Task requirements ▸ What do the lines from the top of the data through the line with "filename crates/trellis-resolver/src/memory.rs" say? Quote them exactly and include both ends.

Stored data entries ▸

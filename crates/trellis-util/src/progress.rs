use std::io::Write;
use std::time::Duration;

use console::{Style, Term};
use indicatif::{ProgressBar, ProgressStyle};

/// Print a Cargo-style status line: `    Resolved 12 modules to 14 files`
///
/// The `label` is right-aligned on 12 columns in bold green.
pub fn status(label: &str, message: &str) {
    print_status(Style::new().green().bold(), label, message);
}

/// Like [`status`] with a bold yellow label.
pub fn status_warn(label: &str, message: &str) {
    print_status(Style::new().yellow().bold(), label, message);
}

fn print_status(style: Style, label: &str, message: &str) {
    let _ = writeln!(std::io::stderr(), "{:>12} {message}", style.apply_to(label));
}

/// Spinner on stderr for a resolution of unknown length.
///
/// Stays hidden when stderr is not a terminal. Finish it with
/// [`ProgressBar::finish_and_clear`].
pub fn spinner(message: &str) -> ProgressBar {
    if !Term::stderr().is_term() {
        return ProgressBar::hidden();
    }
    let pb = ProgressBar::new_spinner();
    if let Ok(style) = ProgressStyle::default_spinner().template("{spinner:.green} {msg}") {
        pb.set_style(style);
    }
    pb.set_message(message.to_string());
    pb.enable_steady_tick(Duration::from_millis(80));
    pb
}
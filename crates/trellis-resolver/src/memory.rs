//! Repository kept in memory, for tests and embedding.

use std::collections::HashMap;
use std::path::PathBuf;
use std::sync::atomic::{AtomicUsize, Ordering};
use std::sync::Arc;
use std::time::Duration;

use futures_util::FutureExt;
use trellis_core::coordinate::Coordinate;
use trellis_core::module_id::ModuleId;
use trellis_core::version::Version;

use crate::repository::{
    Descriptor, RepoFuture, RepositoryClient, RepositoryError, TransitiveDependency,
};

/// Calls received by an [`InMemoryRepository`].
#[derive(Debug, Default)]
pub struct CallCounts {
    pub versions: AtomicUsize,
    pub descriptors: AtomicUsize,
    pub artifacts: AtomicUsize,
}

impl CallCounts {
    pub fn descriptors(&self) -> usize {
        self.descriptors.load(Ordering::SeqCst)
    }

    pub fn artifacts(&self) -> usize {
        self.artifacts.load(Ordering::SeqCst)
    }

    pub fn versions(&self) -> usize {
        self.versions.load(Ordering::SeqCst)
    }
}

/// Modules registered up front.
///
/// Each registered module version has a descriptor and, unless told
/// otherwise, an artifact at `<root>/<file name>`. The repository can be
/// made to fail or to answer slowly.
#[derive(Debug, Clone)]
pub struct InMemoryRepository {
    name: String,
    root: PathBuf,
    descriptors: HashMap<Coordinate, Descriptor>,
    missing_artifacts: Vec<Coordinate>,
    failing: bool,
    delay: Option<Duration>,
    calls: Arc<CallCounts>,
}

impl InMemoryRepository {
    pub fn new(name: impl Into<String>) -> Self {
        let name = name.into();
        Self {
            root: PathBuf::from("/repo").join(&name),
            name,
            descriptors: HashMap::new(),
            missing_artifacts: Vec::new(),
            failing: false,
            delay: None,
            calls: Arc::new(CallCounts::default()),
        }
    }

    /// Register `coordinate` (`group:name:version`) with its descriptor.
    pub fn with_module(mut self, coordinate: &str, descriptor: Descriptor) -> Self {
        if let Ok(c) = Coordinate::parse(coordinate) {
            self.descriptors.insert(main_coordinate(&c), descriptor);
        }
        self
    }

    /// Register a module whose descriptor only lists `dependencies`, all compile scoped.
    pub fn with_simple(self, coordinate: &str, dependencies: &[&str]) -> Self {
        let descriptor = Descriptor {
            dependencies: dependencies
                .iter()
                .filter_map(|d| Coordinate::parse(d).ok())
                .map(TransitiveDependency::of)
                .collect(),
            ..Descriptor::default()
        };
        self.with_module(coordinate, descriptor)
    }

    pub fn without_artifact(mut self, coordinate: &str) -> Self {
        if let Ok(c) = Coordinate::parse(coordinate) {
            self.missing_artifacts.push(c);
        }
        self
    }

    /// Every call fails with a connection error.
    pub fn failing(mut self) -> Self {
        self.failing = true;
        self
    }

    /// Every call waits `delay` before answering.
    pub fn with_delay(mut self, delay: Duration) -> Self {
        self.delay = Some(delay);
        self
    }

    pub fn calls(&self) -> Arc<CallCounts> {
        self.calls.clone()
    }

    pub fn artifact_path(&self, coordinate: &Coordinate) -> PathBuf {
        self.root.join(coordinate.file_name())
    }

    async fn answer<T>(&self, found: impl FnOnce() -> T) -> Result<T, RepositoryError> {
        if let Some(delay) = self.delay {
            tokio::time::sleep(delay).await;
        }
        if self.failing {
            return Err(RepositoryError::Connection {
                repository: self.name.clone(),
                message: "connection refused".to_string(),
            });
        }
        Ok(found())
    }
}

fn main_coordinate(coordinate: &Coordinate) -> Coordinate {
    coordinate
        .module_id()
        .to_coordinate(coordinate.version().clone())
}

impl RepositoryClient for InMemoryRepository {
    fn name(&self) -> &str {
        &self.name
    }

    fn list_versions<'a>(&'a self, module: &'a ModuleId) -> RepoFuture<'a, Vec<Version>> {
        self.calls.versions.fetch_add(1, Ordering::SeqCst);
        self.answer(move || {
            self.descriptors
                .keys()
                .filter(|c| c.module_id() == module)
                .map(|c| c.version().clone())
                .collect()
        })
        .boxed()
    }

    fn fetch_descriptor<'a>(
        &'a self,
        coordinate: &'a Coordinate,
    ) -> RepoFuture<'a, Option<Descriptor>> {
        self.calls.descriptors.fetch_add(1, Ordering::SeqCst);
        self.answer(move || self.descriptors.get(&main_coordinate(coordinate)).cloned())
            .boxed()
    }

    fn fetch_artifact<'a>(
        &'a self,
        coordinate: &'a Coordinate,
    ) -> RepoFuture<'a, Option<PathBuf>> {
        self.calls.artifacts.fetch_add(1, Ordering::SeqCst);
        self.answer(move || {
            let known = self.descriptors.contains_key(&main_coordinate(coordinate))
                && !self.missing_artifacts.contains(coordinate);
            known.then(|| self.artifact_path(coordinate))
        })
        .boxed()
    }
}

Response ▸
filename crates/trellis-util/src/progress.rs
use std::io::Write;
use std::time::Duration;

use console::{Style, Term};
use indicatif::{ProgressBar, ProgressStyle};

/// Print a Cargo-style status line: `    Resolved 12 modules to 14 files`
///
/// The `label` is right-aligned on 12 columns in bold green.
pub fn status(label: &str, message: &str) {
    print_status(Style::new().green().bold(), label, message);
}

/// Like [`status`] with a bold yellow label.
pub fn status_warn(label: &str, message: &str) {
    print_status(Style::new().yellow().bold(), label, message);
}

fn print_status(style: Style, label: &str, message: &str) {
    let _ = writeln!(std::io::stderr(), "{:>12} {message}", style.apply_to(label));
}

/// Spinner on stderr for a resolution of unknown length.
///
/// Stays hidden when stderr is not a terminal. Finish it with
/// [`ProgressBar::finish_and_clear`].
pub fn spinner(message: &str) -> ProgressBar {
    if !Term::stderr().is_term() {
        return ProgressBar::hidden();
    }
    let pb = ProgressBar::new_spinner();
    if let Ok(style) = ProgressStyle::default_spinner().template("{spinner:.green} {msg}") {
        pb.set_style(style);
    }
    pb.set_message(message.to_string());
    pb.enable_steady_tick(Duration::from_millis(80));
    pb
}
filename crates/trellis-resolver/src/memory.rs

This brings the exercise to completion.